Posted May 22 2009 10:10pm


Post Traumatic Stress Disorder Archives

- PTSD - The disorder that is about to explode
- Military suicides up twenty percent - the PTSD monster
- Reading people
- A flashback courtesy of PTSD
- The monsters in the closet
- Military and mental illness
- Mental tricks
- Triggers and more triggers
- Running
- I Hate You But I Forgive You
- Cycle Of Violence
- UFC Fighting For The Troops
- An Unavoidable Trigger
- The Date Or Before And After
- The Process Of Change
- Free Writing Broken Promises



Post Traumatic Stress Disorder DSM Criteria


Post Traumatic Stress Disorder (PTSD) DSM Criteria



Criterion A: stressor

The person has been exposed to a traumatic event in which both of the following have been present:

1. The person has experienced, witnessed, or been confronted with an event or events that involve actual or threatened death or serious injury, or a threat to the physical integrity of oneself or others.

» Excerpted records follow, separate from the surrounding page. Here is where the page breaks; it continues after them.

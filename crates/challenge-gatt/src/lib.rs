//! challenge-gatt - A GATT service for a BLE challenge/response handshake
//!
//! This library provides the attribute table and the read/write dispatch logic of a
//! custom GATT service with three characteristics. A remote client writes a challenge,
//! the application computes a response and announces it through a notify-capable
//! status characteristic. Link management, PDU encoding and security are left to the
//! hosting GATT transport, which the profile reaches through [`gatt::GattTransport`].

pub mod att;
pub mod error;
pub mod gatt;
pub mod profile;
pub mod uuid;

// Re-export common types for convenience
pub use att::{AccessMethod, Attribute, AttributeTable, AttributeValue};
pub use error::{ProfileError, ProfileResult};
pub use gatt::{ClientConfig, ClientConfigTable, GattTransport, ProfileCallbacks};
pub use profile::{
    Characteristic, ChallengeProfile, ParameterStore, ProfileConfig, ResponseStatus, ServiceMask,
};
pub use uuid::Uuid;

2. The person's response involved intense fear, helplessness, or horror. Note: in children, it may be expressed instead by disorganized or agitated behavior.

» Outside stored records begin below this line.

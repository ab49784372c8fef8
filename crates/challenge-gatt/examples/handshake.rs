//! Example driving a full challenge/response exchange
//!
//! A loopback transport stands in for the BLE stack: it assigns handles,
//! prints notifications and lets the example play the remote client.

use challenge_gatt::att::{assign_handles, AccessMethod, Attribute, ATT_DEFAULT_MTU};
use challenge_gatt::profile::{SERVER_RESPONSE_LEN, SERVER_RESPONSE_PARAM};
use challenge_gatt::{
    Characteristic, ChallengeProfile, GattTransport, ProfileResult, ResponseStatus, ServiceMask,
};
use rand::RngCore;
use std::cell::RefCell;
use std::collections::VecDeque;
use std::rc::Rc;

const CLIENT: u16 = 0x0040;

/// In-memory transport delivering notifications to stdout
struct LoopbackTransport {
    next_handle: u16,
}

impl GattTransport for LoopbackTransport {
    fn register_service(
        &mut self,
        attributes: &mut [Attribute],
        min_encryption_key_size: u8,
    ) -> ProfileResult<()> {
        let last = assign_handles(attributes, self.next_handle)?;
        self.next_handle = last + 1;
        println!(
            "Registered {} attributes (min key size {})",
            attributes.len(),
            min_encryption_key_size
        );
        Ok(())
    }

    fn send_notification(
        &mut self,
        conn_handle: u16,
        handle: u16,
        value: &[u8],
    ) -> ProfileResult<()> {
        println!(
            "Notification to {:#06x} on handle {:#06x}: {}",
            conn_handle,
            handle,
            hex::encode(value)
        );
        Ok(())
    }
}

fn compute_response(challenge: &[u8]) -> Vec<u8> {
    // Stand-in for the device's signing operation
    let mut response = vec![0u8; SERVER_RESPONSE_LEN];
    for (i, byte) in response.iter_mut().enumerate() {
        *byte = challenge[i % challenge.len()] ^ (i as u8).wrapping_mul(0x9D);
    }
    response
}

fn main() -> Result<(), Box<dyn std::error::Error>> {
    use simplelog::{ColorChoice, Config, LevelFilter, TermLogger, TerminalMode};

    TermLogger::init(
        LevelFilter::Debug,
        Config::default(),
        TerminalMode::Mixed,
        ColorChoice::Auto,
    )?;

    // Changes are queued by the callback and handled outside the write path
    let events = Rc::new(RefCell::new(VecDeque::new()));
    let queue = events.clone();
    let mut profile = ChallengeProfile::new(LoopbackTransport { next_handle: 0x0020 })
        .with_callbacks(move |c: Characteristic| queue.borrow_mut().push_back(c));
    profile.add_service(ServiceMask::CHALLENGE_SERVICE)?;
    profile.set_response_status(ResponseStatus::WaitingForChallenge)?;

    let table = profile.attribute_table().clone();
    let challenge_handle = table.value_handle(Characteristic::UserChallenge).unwrap_or_default();
    let response_handle = table.value_handle(Characteristic::ServerResponse).unwrap_or_default();
    let status_handle = table.value_handle(Characteristic::ResponseReady).unwrap_or_default();
    let cccd_handle = table
        .client_config_handle(Characteristic::ResponseReady)
        .unwrap_or_default();

    // Client subscribes and writes a random challenge
    profile.write_by_handle(CLIENT, cccd_handle, &[0x01, 0x00], 0, AccessMethod::Write)?;
    let mut challenge = [0u8; 16];
    rand::thread_rng().fill_bytes(&mut challenge);
    println!("Client challenge: {}", hex::encode(challenge));
    profile.write_by_handle(CLIENT, challenge_handle, &challenge, 0, AccessMethod::Write)?;

    // Application side
    loop {
        let next = events.borrow_mut().pop_front();
        let Some(changed) = next else { break };
        match changed {
            Characteristic::UserChallenge => {
                let response = compute_response(profile.parameter(Characteristic::UserChallenge));
                profile.set_parameter(SERVER_RESPONSE_PARAM, &response)?;
                profile.set_response_status(ResponseStatus::Ready)?;
            }
            Characteristic::ResponseReady => {
                println!("Client reported status {:?}", profile.response_status());
            }
            Characteristic::ServerResponse => {}
        }
    }

    // Client reads the response with blob reads bounded by the MTU
    let max_len = ATT_DEFAULT_MTU - 1;
    let mut response = Vec::new();
    loop {
        let offset = response.len() as u16;
        let chunk = profile.read_by_handle(CLIENT, response_handle, offset, max_len)?;
        if chunk.is_empty() {
            break;
        }
        response.extend_from_slice(&chunk);
    }
    println!("Client received response: {}", hex::encode(&response));
    assert_eq!(response, compute_response(&challenge));

    profile.write_by_handle(
        CLIENT,
        status_handle,
        &[ResponseStatus::Read.as_byte()],
        0,
        AccessMethod::Write,
    )?;
    let remaining: Vec<Characteristic> = events.borrow_mut().drain(..).collect();
    for changed in remaining {
        println!("Application saw change of {}: {:?}", changed, profile.response_status());
    }

    profile.connection_terminated(CLIENT);
    Ok(())
}
//! Attribute table for the challenge service
//!
//! The table is an ordered list of attribute records mirroring the linear GATT
//! handle space: service declaration, then for each characteristic its
//! declaration, value and descriptors. Handles are zero until the transport
//! assigns them at registration and never change afterwards.
use super::constants::*;
use super::types::{AttPermissions, CharacteristicProperties};
use crate::error::{ProfileError, ProfileResult};
use crate::profile::Characteristic;
use crate::uuid::Uuid;
use byteorder::{ByteOrder, LittleEndian};

/// Where the value of an attribute lives
#[derive(Debug, Clone, PartialEq, Eq)]
pub enum AttributeValue {
    /// Primary service declaration carrying the service UUID
    Service(Uuid),
    /// Characteristic declaration; the value handle is resolved from the table
    Declaration {
        properties: CharacteristicProperties,
        characteristic: Characteristic,
    },
    /// Characteristic value held in the parameter store
    Characteristic(Characteristic),
    /// Fixed user description string
    Description(&'static [u8]),
    /// Per-connection client configuration for a characteristic
    ClientConfig(Characteristic),
}

/// An attribute record in the table
#[derive(Debug, Clone, PartialEq, Eq)]
pub struct Attribute {
    /// Attribute type (UUID)
    pub type_: Uuid,
    /// Attribute permissions
    pub permissions: AttPermissions,
    /// Attribute handle, assigned by the transport
    pub handle: u16,
    /// Attribute value reference
    pub value: AttributeValue,
}

impl Attribute {
    /// Create a new attribute with an unassigned handle
    pub fn new(type_: Uuid, permissions: AttPermissions, value: AttributeValue) -> Self {
        Self {
            type_,
            permissions,
            handle: 0,
            value,
        }
    }

    pub fn service(uuid: Uuid) -> Self {
        Self::new(
            Uuid::from_u16(PRIMARY_SERVICE_UUID),
            AttPermissions::read_only(),
            AttributeValue::Service(uuid),
        )
    }

    pub fn declaration(characteristic: Characteristic) -> Self {
        Self::new(
            Uuid::from_u16(CHARACTERISTIC_UUID),
            AttPermissions::read_only(),
            AttributeValue::Declaration {
                properties: characteristic.properties(),
                characteristic,
            },
        )
    }

    pub fn value(characteristic: Characteristic) -> Self {
        Self::new(
            characteristic.uuid(),
            characteristic.permissions(),
            AttributeValue::Characteristic(characteristic),
        )
    }

    pub fn description(characteristic: Characteristic) -> Self {
        Self::new(
            Uuid::from_u16(CHAR_USER_DESC_UUID),
            AttPermissions::read_only(),
            AttributeValue::Description(characteristic.description()),
        )
    }

    pub fn client_config(characteristic: Characteristic) -> Self {
        Self::new(
            Uuid::from_u16(CLIENT_CHAR_CONFIG_UUID),
            AttPermissions::read_write(),
            AttributeValue::ClientConfig(characteristic),
        )
    }
}

/// Ordered attribute table registered with the transport
#[derive(Debug, Clone, PartialEq, Eq)]
pub struct AttributeTable {
    attributes: Vec<Attribute>,
}

impl AttributeTable {
    pub fn new(attributes: Vec<Attribute>) -> Self {
        Self { attributes }
    }

    /// Number of attributes in the table
    pub fn len(&self) -> usize {
        self.attributes.len()
    }

    pub fn is_empty(&self) -> bool {
        self.attributes.is_empty()
    }

    pub fn iter(&self) -> impl Iterator<Item = &Attribute> {
        self.attributes.iter()
    }

    /// Mutable view handed to the transport so it can assign handles
    pub fn attributes_mut(&mut self) -> &mut [Attribute] {
        &mut self.attributes
    }

    /// Whether the transport has assigned handles to this table
    pub fn is_registered(&self) -> bool {
        self.attributes.iter().all(|attr| attr.handle != 0)
    }

    /// Assign consecutive handles starting at `first`, returning the last handle used
    pub fn assign_handles(&mut self, first: u16) -> ProfileResult<u16> {
        assign_handles(&mut self.attributes, first)
    }

    /// Get an attribute by handle
    pub fn get(&self, handle: u16) -> ProfileResult<&Attribute> {
        if handle == 0 {
            return Err(ProfileError::InvalidHandle(handle));
        }
        self.attributes
            .iter()
            .find(|attr| attr.handle == handle)
            .ok_or(ProfileError::InvalidHandle(handle))
    }

    /// Handle of the value attribute for a characteristic
    pub fn value_handle(&self, characteristic: Characteristic) -> Option<u16> {
        self.attributes.iter().find_map(|attr| match attr.value {
            AttributeValue::Characteristic(c) if c == characteristic => Some(attr.handle),
            _ => None,
        })
    }

    /// Handle of the client configuration attribute for a characteristic
    pub fn client_config_handle(&self, characteristic: Characteristic) -> Option<u16> {
        self.attributes.iter().find_map(|attr| match attr.value {
            AttributeValue::ClientConfig(c) if c == characteristic => Some(attr.handle),
            _ => None,
        })
    }

    /// Read the value of an attribute whose content is owned by the table.
    ///
    /// Service declarations, characteristic declarations and user descriptions
    /// are served by the transport from here; characteristic values and client
    /// configuration go through the profile dispatchers and yield `None`.
    pub fn static_value(&self, attr: &Attribute) -> Option<Vec<u8>> {
        match &attr.value {
            AttributeValue::Service(uuid) => Some(uuid.as_bytes()),
            AttributeValue::Declaration {
                properties,
                characteristic,
            } => {
                let value_handle = self.value_handle(*characteristic).unwrap_or(0);
                let uuid = characteristic.uuid();
                let mut value = Vec::with_capacity(3 + uuid.len());
                value.push(properties.bits());
                let mut handle = [0u8; 2];
                LittleEndian::write_u16(&mut handle, value_handle);
                value.extend_from_slice(&handle);
                value.extend_from_slice(&uuid.as_bytes());
                Some(value)
            }
            AttributeValue::Description(text) => Some(text.to_vec()),
            AttributeValue::Characteristic(_) | AttributeValue::ClientConfig(_) => None,
        }
    }
}

/// Assign consecutive handles starting at `first` to a registered block of
/// attributes, returning the last handle used.
///
/// Transports call this from
/// [`GattTransport::register_service`](crate::gatt::GattTransport::register_service).
pub fn assign_handles(attributes: &mut [Attribute], first: u16) -> ProfileResult<u16> {
    if first < ATT_HANDLE_MIN {
        return Err(ProfileError::InvalidHandle(first));
    }
    let count = u16::try_from(attributes.len()).map_err(|_| ProfileError::InsufficientResources)?;
    let last = first
        .checked_add(count.saturating_sub(1))
        .ok_or(ProfileError::InsufficientResources)?;
    for (handle, attr) in (first..=last).zip(attributes.iter_mut()) {
        attr.handle = handle;
    }
    Ok(last)
}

Criterion B: intrusive recollection

The traumatic event is persistently re-experienced in at least one of the following ways:

1. Recurrent and intrusive distressing recollections of the event, including images, thoughts, or perceptions. Note: in young children, repetitive play may occur in which themes or aspects of the trauma are expressed.

2. Recurrent distressing dreams of the event. Note: in children, there may be frightening dreams without recognizable content

3. Acting or feeling as if the traumatic event were recurring (includes a sense of reliving the experience, illusions, hallucinations, and dissociative flashback episodes, including those that occur upon awakening or when intoxicated). Note: in children, trauma-specific reenactment may occur.

4. Intense psychological distress at exposure to internal or external cues that symbolize or resemble an aspect of the traumatic event.

5. Physiologic reactivity upon exposure to internal or external cues that symbolize or resemble an aspect of the traumatic event

Criterion C: avoidant/numbing

Persistent avoidance of stimuli associated with the trauma and numbing of general responsiveness (not present before the trauma), as indicated by at least three of the following:

1. Efforts to avoid thoughts, feelings, or conversations associated with the trauma

2. Efforts to avoid activities, places, or people that arouse recollections of the trauma

3. Inability to recall an important aspect of the trauma

4. Markedly diminished interest or participation in significant activities

5. Feeling of detachment or estrangement from others

6. Restricted range of affect (e.g., unable to have loving feelings)

7. Sense of foreshortened future (e.g., does not expect to have a career, marriage, children, or a normal life span)

Criterion D: hyper-arousal

Persistent symptoms of increasing arousal (not present before the trauma), indicated by at least two of the following:

1. Difficulty falling or staying asleep

2. Irritability or outbursts of anger

3. Difficulty concentrating

4. Hyper-vigilance

5. Exaggerated startle response

Criterion E: duration

Duration of the disturbance (symptoms in B, C, and D) is more than one month.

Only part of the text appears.